→ **PROBLEM TO WORK ON**
The answer must be every line below that holds the word "steps".

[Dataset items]
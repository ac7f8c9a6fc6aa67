use std::collections::HashMap;

use lazy_static::lazy_static;

use crate::core::error::ConfigurationError;
use crate::placement::auction::AuctionPlacement;
use crate::placement::cloud_only::CloudOnlyPlacement;
use crate::placement::edge_first::{EdgeFirstPlacement, EdgeFirstV2Placement};
use crate::placement::edge_ward::EdgeWardPlacement;
use crate::placement::furthest::FurthestPlacement;
use crate::placement::interface::PlacementStrategy;

type PlacementConstructor = fn() -> Box<dyn PlacementStrategy>;

fn auction() -> Box<dyn PlacementStrategy> {
    Box::new(AuctionPlacement {})
}

fn edge_ward() -> Box<dyn PlacementStrategy> {
    Box::new(EdgeWardPlacement {})
}

fn edge_first() -> Box<dyn PlacementStrategy> {
    Box::new(EdgeFirstPlacement {})
}

fn edge_first_v2() -> Box<dyn PlacementStrategy> {
    Box::new(EdgeFirstV2Placement {})
}

fn furthest() -> Box<dyn PlacementStrategy> {
    Box::new(FurthestPlacement {})
}

fn cloud_only() -> Box<dyn PlacementStrategy> {
    Box::new(CloudOnlyPlacement {})
}

lazy_static! {
    pub static ref PLACEMENT_REGISTRY: HashMap<&'static str, PlacementConstructor> = {
        HashMap::from([
            ("auction", auction as PlacementConstructor),
            ("edge_ward", edge_ward as PlacementConstructor),
            ("edge_first", edge_first as PlacementConstructor),
            ("edge_first_v2", edge_first_v2 as PlacementConstructor),
            ("furthest", furthest as PlacementConstructor),
            ("cloud_only", cloud_only as PlacementConstructor),
        ])
    };
}

pub fn resolve_placement_strategy(
    name: &str,
) -> Result<Box<dyn PlacementStrategy>, ConfigurationError> {
    PLACEMENT_REGISTRY
        .get(name)
        .map(|constructor| constructor())
        .ok_or_else(|| ConfigurationError::UnknownPlacementStrategy(name.to_string()))
}
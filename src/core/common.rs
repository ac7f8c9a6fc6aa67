//! Identifiers shared between simulation components.

/// Identifier of a dslab component (marketplace, fog node, client).
pub type SimComponentId = u32;

/// Identifier of a submitted function, assigned in the order of arrival in the workload.
pub type FunctionId = u64;

/// Index of a fog node inside the topology arena.
pub type NodeId = usize;
//! Marginal-cost pricing over CPU utilization.
//!
//! A curve gives the marginal price `p(u)` at utilization `u`. The price of an SLA is the
//! integral of `p` over the utilization interval the SLA occupies on the node, so splitting a
//! request into consecutive parts never changes the total price.

use serde::Deserialize;

use crate::core::error::ConfigurationError;
use crate::core::fog_node::FogNode;
use crate::core::sla::Sla;
use crate::pricing::interface::{utilization_interval, PricingStrategy};

pub trait MarginalPriceCurve {
    fn marginal_price(&self, utilization: f64) -> f64;

    /// Antiderivative of `marginal_price` with value 0 at utilization 0.
    fn antiderivative(&self, utilization: f64) -> f64;

    fn integral(&self, from: f64, to: f64) -> f64 {
        if from == to {
            return 0.0;
        }
        self.antiderivative(to) - self.antiderivative(from)
    }
}

/// `p(u) = initial_price + slope * u`
#[derive(Debug, Deserialize, Clone, PartialEq)]
pub struct LinearCurve {
    pub initial_price: f64,
    pub slope: f64,
}

impl MarginalPriceCurve for LinearCurve {
    fn marginal_price(&self, utilization: f64) -> f64 {
        self.initial_price + self.slope * utilization
    }

    fn antiderivative(&self, utilization: f64) -> f64 {
        self.initial_price * utilization + self.slope * utilization * utilization / 2.0
    }
}

#[derive(Debug, Deserialize, Clone, PartialEq)]
pub struct SlopeSegment {
    /// Utilization where the segment starts.
    pub from: f64,
    pub slope: f64,
}

/// Continuous marginal price whose slope changes at the segment breakpoints.
#[derive(Debug, Deserialize, Clone, PartialEq)]
pub struct PiecewiseLinearCurve {
    pub initial_price: f64,
    pub segments: Vec<SlopeSegment>,
}

impl PiecewiseLinearCurve {
    fn validate(&self) -> Result<(), String> {
        match self.segments.first() {
            None => return Err("at least one segment is required".to_string()),
            Some(first) if first.from != 0.0 => {
                return Err(format!("first segment must start at 0, got {}", first.from))
            }
            _ => {}
        }
        for pair in self.segments.windows(2) {
            if pair[1].from <= pair[0].from {
                return Err(format!(
                    "segment breakpoints must be strictly increasing, got {} after {}",
                    pair[1].from, pair[0].from
                ));
            }
        }
        if let Some(segment) = self.segments.iter().find(|s| s.slope < 0.0) {
            return Err(format!(
                "negative slope {} at {} makes price decreasing",
                segment.slope, segment.from
            ));
        }
        Ok(())
    }

    /// End of the segment with index `idx`.
    fn segment_end(&self, idx: usize) -> f64 {
        self.segments
            .get(idx + 1)
            .map(|s| s.from)
            .unwrap_or(f64::INFINITY)
    }
}

impl MarginalPriceCurve for PiecewiseLinearCurve {
    fn marginal_price(&self, utilization: f64) -> f64 {
        let mut price = self.initial_price;
        for (idx, segment) in self.segments.iter().enumerate() {
            let end = self.segment_end(idx);
            if utilization <= end {
                return price + segment.slope * (utilization - segment.from);
            }
            price += segment.slope * (end - segment.from);
        }
        price
    }

    fn antiderivative(&self, utilization: f64) -> f64 {
        let mut total = 0.0;
        // marginal price at the start of the current segment
        let mut price = self.initial_price;
        for (idx, segment) in self.segments.iter().enumerate() {
            if utilization <= segment.from {
                break;
            }
            let end = self.segment_end(idx);
            let width = utilization.min(end) - segment.from;
            total += price * width + segment.slope * width * width / 2.0;
            if utilization <= end {
                break;
            }
            price += segment.slope * (end - segment.from);
        }
        total
    }
}

/// `p(u) = initial_price + max_price / (1 + exp(-steepness * (u - midpoint)))`
#[derive(Debug, Deserialize, Clone, PartialEq)]
pub struct LogisticCurve {
    pub initial_price: f64,
    pub max_price: f64,
    pub steepness: f64,
    pub midpoint: f64,
}

/// `ln(1 + e^x)` without overflow for large `x`.
fn softplus(x: f64) -> f64 {
    x.max(0.0) + (-x.abs()).exp().ln_1p()
}

impl MarginalPriceCurve for LogisticCurve {
    fn marginal_price(&self, utilization: f64) -> f64 {
        self.initial_price
            + self.max_price / (1.0 + (-self.steepness * (utilization - self.midpoint)).exp())
    }

    fn antiderivative(&self, utilization: f64) -> f64 {
        let k = self.steepness;
        let shifted = |u: f64| softplus(k * (u - self.midpoint));
        self.initial_price * utilization
            + self.max_price / k * (shifted(utilization) - shifted(0.0))
    }
}

/// Pricing strategy integrating a marginal price curve over the utilization increment of the SLA.
pub struct UtilizationPricing<C: MarginalPriceCurve> {
    name: &'static str,
    curve: C,
}

impl<C: MarginalPriceCurve> UtilizationPricing<C> {
    pub fn new(name: &'static str, curve: C) -> Self {
        Self { name, curve }
    }
}

impl<C: MarginalPriceCurve> PricingStrategy for UtilizationPricing<C> {
    fn name(&self) -> &str {
        self.name
    }

    fn price(&self, node: &FogNode, sla: &Sla, _accumulated_latency: f64) -> f64 {
        let (before, after) = utilization_interval(node, sla);
        self.curve.integral(before, after)
    }
}

fn parse<T: for<'de> Deserialize<'de>>(model: &str, config: &str) -> Result<T, ConfigurationError> {
    serde_yaml::from_str::<T>(config)
        .map_err(|e| ConfigurationError::InvalidPricing(format!("{}: {}", model, e)))
}

fn check_non_negative(model: &str, field: &str, value: f64) -> Result<(), ConfigurationError> {
    if !value.is_finite() || value < 0.0 {
        return Err(ConfigurationError::InvalidPricing(format!(
            "{}: {} must be finite and non-negative, got {}",
            model, field, value
        )));
    }
    Ok(())
}

impl UtilizationPricing<LinearCurve> {
    /// Expects `initial_price` and `slope` fields.
    pub fn linear_from_str(config: &str) -> Result<Self, ConfigurationError> {
        let curve: LinearCurve = parse("linear", config)?;
        check_non_negative("linear", "initial_price", curve.initial_price)?;
        if !curve.slope.is_finite() || curve.slope <= 0.0 {
            return Err(ConfigurationError::InvalidPricing(format!(
                "linear: slope must be finite and positive, got {}",
                curve.slope
            )));
        }
        Ok(Self::new("linear", curve))
    }
}

impl UtilizationPricing<PiecewiseLinearCurve> {
    /// Expects `initial_price` and a list of `segments` with `from` and `slope` fields.
    pub fn piecewise_linear_from_str(config: &str) -> Result<Self, ConfigurationError> {
        let curve: PiecewiseLinearCurve = parse("piecewise_linear", config)?;
        check_non_negative("piecewise_linear", "initial_price", curve.initial_price)?;
        curve
            .validate()
            .map_err(|e| ConfigurationError::InvalidPricing(format!("piecewise_linear: {}", e)))?;
        Ok(Self::new("piecewise_linear", curve))
    }
}

impl UtilizationPricing<LogisticCurve> {
    /// Expects `initial_price`, `max_price`, `steepness` and `midpoint` fields.
    pub fn logistic_from_str(config: &str) -> Result<Self, ConfigurationError> {
        let curve: LogisticCurve = parse("logistic", config)?;
        check_non_negative("logistic", "initial_price", curve.initial_price)?;
        check_non_negative("logistic", "max_price", curve.max_price)?;
        if !curve.steepness.is_finite() || curve.steepness <= 0.0 {
            return Err(ConfigurationError::InvalidPricing(format!(
                "logistic: steepness must be strictly positive, got {}",
                curve.steepness
            )));
        }
        if !curve.midpoint.is_finite() {
            return Err(ConfigurationError::InvalidPricing(
                "logistic: midpoint must be finite".to_string(),
            ));
        }
        Ok(Self::new("logistic", curve))
    }
}

#[cfg(test)]
mod tests {
    use crate::core::fog_node::FogNode;
    use crate::core::sla::Sla;
    use crate::pricing::constant::ConstantPricing;
    use crate::pricing::interface::PricingStrategy;
    use crate::pricing::utilization::{
        LinearCurve, LogisticCurve, MarginalPriceCurve, PiecewiseLinearCurve, SlopeSegment,
        UtilizationPricing,
    };

    fn node_with_usage(cores_used: f64) -> FogNode {
        let mut node = FogNode::new(
            0,
            "node".to_string(),
            0,
            None,
            8.0,
            4096.0,
            Box::new(ConstantPricing::new(0.0)),
        );
        node.cores_used = cores_used;
        node
    }

    fn sla(core: f64) -> Sla {
        Sla::new(128.0, core, 50.0, 1000.0)
    }

    #[test]
    fn test_linear_price_is_integral_of_marginal_price() {
        let pricing = UtilizationPricing::new(
            "linear",
            LinearCurve {
                initial_price: 2.0,
                slope: 4.0,
            },
        );
        // u goes from 0.25 to 0.5: 2 * 0.25 + 4 / 2 * (0.25 - 0.0625) = 0.875
        let price = pricing.price(&node_with_usage(2.0), &sla(2.0), 0.0);
        assert!((price - 0.875).abs() < 1e-12);
    }

    #[test]
    fn test_zero_width_request_costs_nothing() {
        let linear = UtilizationPricing::linear_from_str("initial_price: 1.0\nslope: 2.0").unwrap();
        let logistic = UtilizationPricing::logistic_from_str(
            "initial_price: 1.0\nmax_price: 10.0\nsteepness: 12.0\nmidpoint: 0.7",
        )
        .unwrap();
        let node = node_with_usage(3.0);
        assert_eq!(linear.price(&node, &sla(0.0), 0.0), 0.0);
        assert_eq!(logistic.price(&node, &sla(0.0), 0.0), 0.0);
    }

    #[test]
    fn test_piecewise_matches_linear_with_single_segment() {
        let linear = LinearCurve {
            initial_price: 1.5,
            slope: 3.0,
        };
        let piecewise = PiecewiseLinearCurve {
            initial_price: 1.5,
            segments: vec![SlopeSegment {
                from: 0.0,
                slope: 3.0,
            }],
        };
        for (from, to) in [(0.0, 0.3), (0.2, 0.9), (0.5, 1.0)] {
            assert!((linear.integral(from, to) - piecewise.integral(from, to)).abs() < 1e-12);
        }
    }

    #[test]
    fn test_piecewise_marginal_price_is_continuous() {
        let curve = PiecewiseLinearCurve {
            initial_price: 1.0,
            segments: vec![
                SlopeSegment {
                    from: 0.0,
                    slope: 1.0,
                },
                SlopeSegment {
                    from: 0.5,
                    slope: 10.0,
                },
            ],
        };
        assert!((curve.marginal_price(0.5) - 1.5).abs() < 1e-12);
        assert!((curve.marginal_price(0.6) - 2.5).abs() < 1e-12);
        // 0..0.5: 1 * 0.5 + 1 * 0.125 = 0.625, 0.5..0.6: 1.5 * 0.1 + 10 * 0.005 = 0.2
        assert!((curve.antiderivative(0.6) - 0.825).abs() < 1e-12);
    }

    #[test]
    fn test_linear_requires_positive_slope() {
        assert!(UtilizationPricing::linear_from_str("initial_price: 1.0\nslope: 0.0").is_err());
        assert!(UtilizationPricing::linear_from_str("initial_price: 1.0\nslope: -1.0").is_err());
        assert!(UtilizationPricing::linear_from_str("initial_price: 0.0\nslope: 0.5").is_ok());
    }

    #[test]
    fn test_piecewise_validation() {
        assert!(UtilizationPricing::piecewise_linear_from_str(
            "initial_price: 1.0\nsegments: []"
        )
        .is_err());
        assert!(UtilizationPricing::piecewise_linear_from_str(
            "initial_price: 1.0\nsegments:\n- from: 0.1\n  slope: 1.0"
        )
        .is_err());
        assert!(UtilizationPricing::piecewise_linear_from_str(
            "initial_price: 1.0\nsegments:\n- from: 0.0\n  slope: 1.0\n- from: 0.5\n  slope: -1.0"
        )
        .is_err());
        assert!(UtilizationPricing::piecewise_linear_from_str(
            "initial_price: 1.0\nsegments:\n- from: 0.0\n  slope: 1.0\n- from: 0.5\n  slope: 5.0"
        )
        .is_ok());
    }

    #[test]
    fn test_logistic_is_cheap_when_idle_and_expensive_when_full() {
        let curve = LogisticCurve {
            initial_price: 0.0,
            max_price: 100.0,
            steepness: 20.0,
            midpoint: 0.8,
        };
        let low = curve.integral(0.0, 0.1);
        let high = curve.integral(0.9, 1.0);
        assert!(low < 0.1);
        assert!(high > 5.0);

        // numeric integration agrees with the closed form
        let steps = 10_000;
        let width = 0.1 / steps as f64;
        let numeric: f64 = (0..steps)
            .map(|i| curve.marginal_price(0.9 + (i as f64 + 0.5) * width) * width)
            .sum();
        assert!((numeric - high).abs() < 1e-6);
    }
}
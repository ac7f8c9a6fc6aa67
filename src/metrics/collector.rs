//! Implements centralized storage for metrics of a simulation run. The marketplace and fog node
//! components report submissions, failures, grants and releases here.

use std::collections::BTreeMap;

use average::{concatenate, Estimate, Max, Mean, Min, Variance};
use serde::Serialize;

use crate::core::common::FunctionId;

concatenate!(
    Estimator,
    [Min, min],
    [Max, max],
    [Mean, mean],
    [Variance, population_variance]
);

#[derive(Debug, Default)]
pub struct EstimatorWrapper {
    estimator: Estimator,
    count: u64,
}

impl std::fmt::Debug for Estimator {
    fn fmt(&self, f: &mut std::fmt::Formatter<'_>) -> std::fmt::Result {
        f.debug_struct("Estimator")
            .field("min", &self.min)
            .field("max", &self.max)
            .field("mean", &self.mean)
            .field("population_variance", &self.population_variance)
            .finish()
    }
}

impl EstimatorWrapper {
    pub fn new() -> Self {
        Self {
            estimator: Estimator::new(),
            count: 0,
        }
    }

    pub fn add(&mut self, value: f64) {
        self.estimator.add(value);
        self.count += 1;
    }

    pub fn count(&self) -> u64 {
        self.count
    }

    pub fn min(&self) -> f64 {
        self.estimator.min()
    }

    pub fn max(&self) -> f64 {
        self.estimator.max()
    }

    pub fn mean(&self) -> f64 {
        self.estimator.mean()
    }

    pub fn population_variance(&self) -> f64 {
        self.estimator.population_variance()
    }
}

/// One granted provisioning. Records are never removed, also after the resources are released.
#[derive(Debug, Clone, PartialEq, Serialize)]
pub struct EarningRecord {
    pub function_id: FunctionId,
    pub node: String,
    pub level: usize,
    /// Price charged by the auction.
    pub price: f64,
    pub accumulated_latency: f64,
    pub sla_latency: f64,
    pub start_time: f64,
    pub end_time: f64,
    pub cpu_reserved: f64,
    pub node_total_cpu: f64,
    pub mem_reserved: f64,
}

#[derive(Debug, Clone, Copy, PartialEq, Eq, Serialize)]
pub enum FailureReason {
    /// Nobody in the explored region could satisfy the SLA.
    NoBid,
    /// The winner had no room left when the provisioning request arrived.
    RaceLostAtCommit,
}

#[derive(Debug, Clone, PartialEq, Serialize)]
pub struct FailureRecord {
    pub function_id: FunctionId,
    pub time: f64,
    pub reason: FailureReason,
}

/// Earnings aggregated over a group of records (one node or one level).
#[derive(Debug, Clone, PartialEq, Serialize)]
pub struct EarningsSummary {
    pub key: String,
    pub provisioned: usize,
    pub total: f64,
    pub median: f64,
    pub quantile_90: f64,
}

#[derive(Debug, Default)]
pub struct Monitoring {
    /// Functions holding resources right now.
    pub currently_provisioned: u64,
    /// Lifetime counter of granted provisionings.
    pub total_provisioned: u64,
    pub total_submitted: u64,
    pub total_released: u64,
    pub failed_no_bid: u64,
    pub failed_race_lost: u64,

    /// Earning records per node name, in grant order.
    pub earnings: BTreeMap<String, Vec<EarningRecord>>,
    pub failures: Vec<FailureRecord>,

    /// Estimations for the price charged to the winners.
    pub price_stats: EstimatorWrapper,
    /// Estimations for the latency accumulated by the request when reaching the winner.
    pub accumulated_latency_stats: EstimatorWrapper,
}

impl Monitoring {
    pub fn new() -> Self {
        Default::default()
    }

    pub fn record_submission(&mut self) {
        self.total_submitted += 1;
    }

    pub fn record_failure(&mut self, function_id: FunctionId, time: f64, reason: FailureReason) {
        match reason {
            FailureReason::NoBid => self.failed_no_bid += 1,
            FailureReason::RaceLostAtCommit => self.failed_race_lost += 1,
        }
        self.failures.push(FailureRecord {
            function_id,
            time,
            reason,
        });
    }

    pub fn record_provisioned(&mut self, record: EarningRecord) {
        self.currently_provisioned += 1;
        self.total_provisioned += 1;
        self.price_stats.add(record.price);
        self.accumulated_latency_stats
            .add(record.accumulated_latency);
        self.earnings
            .entry(record.node.clone())
            .or_default()
            .push(record);
    }

    pub fn record_released(&mut self) {
        self.currently_provisioned = self.currently_provisioned.saturating_sub(1);
        self.total_released += 1;
    }

    /// Equals to `total_submitted - total_provisioned` once every submission is processed.
    pub fn total_failed(&self) -> u64 {
        self.failed_no_bid + self.failed_race_lost
    }

    /// Functions which will not change state anymore: released or failed.
    pub fn settled(&self) -> u64 {
        self.total_released + self.total_failed()
    }

    pub fn records(&self) -> impl Iterator<Item = &EarningRecord> {
        self.earnings.values().flatten()
    }

    pub fn total_earnings(&self) -> f64 {
        self.records().map(|r| r.price).sum()
    }

    pub fn earnings_by_node(&self) -> Vec<EarningsSummary> {
        self.earnings
            .iter()
            .map(|(node, records)| {
                summarize(node.clone(), records.iter().map(|r| r.price).collect())
            })
            .collect()
    }

    pub fn earnings_by_level(&self) -> Vec<EarningsSummary> {
        let mut by_level: BTreeMap<usize, Vec<f64>> = BTreeMap::new();
        for record in self.records() {
            by_level.entry(record.level).or_default().push(record.price);
        }
        by_level
            .into_iter()
            .map(|(level, prices)| summarize(level.to_string(), prices))
            .collect()
    }
}

fn summarize(key: String, mut prices: Vec<f64>) -> EarningsSummary {
    prices.sort_by(|a, b| a.total_cmp(b));
    EarningsSummary {
        key,
        provisioned: prices.len(),
        total: prices.iter().sum(),
        median: quantile(&prices, 0.5),
        quantile_90: quantile(&prices, 0.9),
    }
}

/// Quantile of sorted values with linear interpolation between closest ranks.
pub fn quantile(sorted: &[f64], q: f64) -> f64 {
    if sorted.is_empty() {
        return 0.0;
    }
    let position = q.clamp(0.0, 1.0) * (sorted.len() - 1) as f64;
    let lower = position.floor() as usize;
    let upper = position.ceil() as usize;
    sorted[lower] + (sorted[upper] - sorted[lower]) * (position - lower as f64)
}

→ **OUTPUT**
        let steps = 10_000;
        let width = 0.1 / steps as f64;
        let numeric: f64 = (0..steps)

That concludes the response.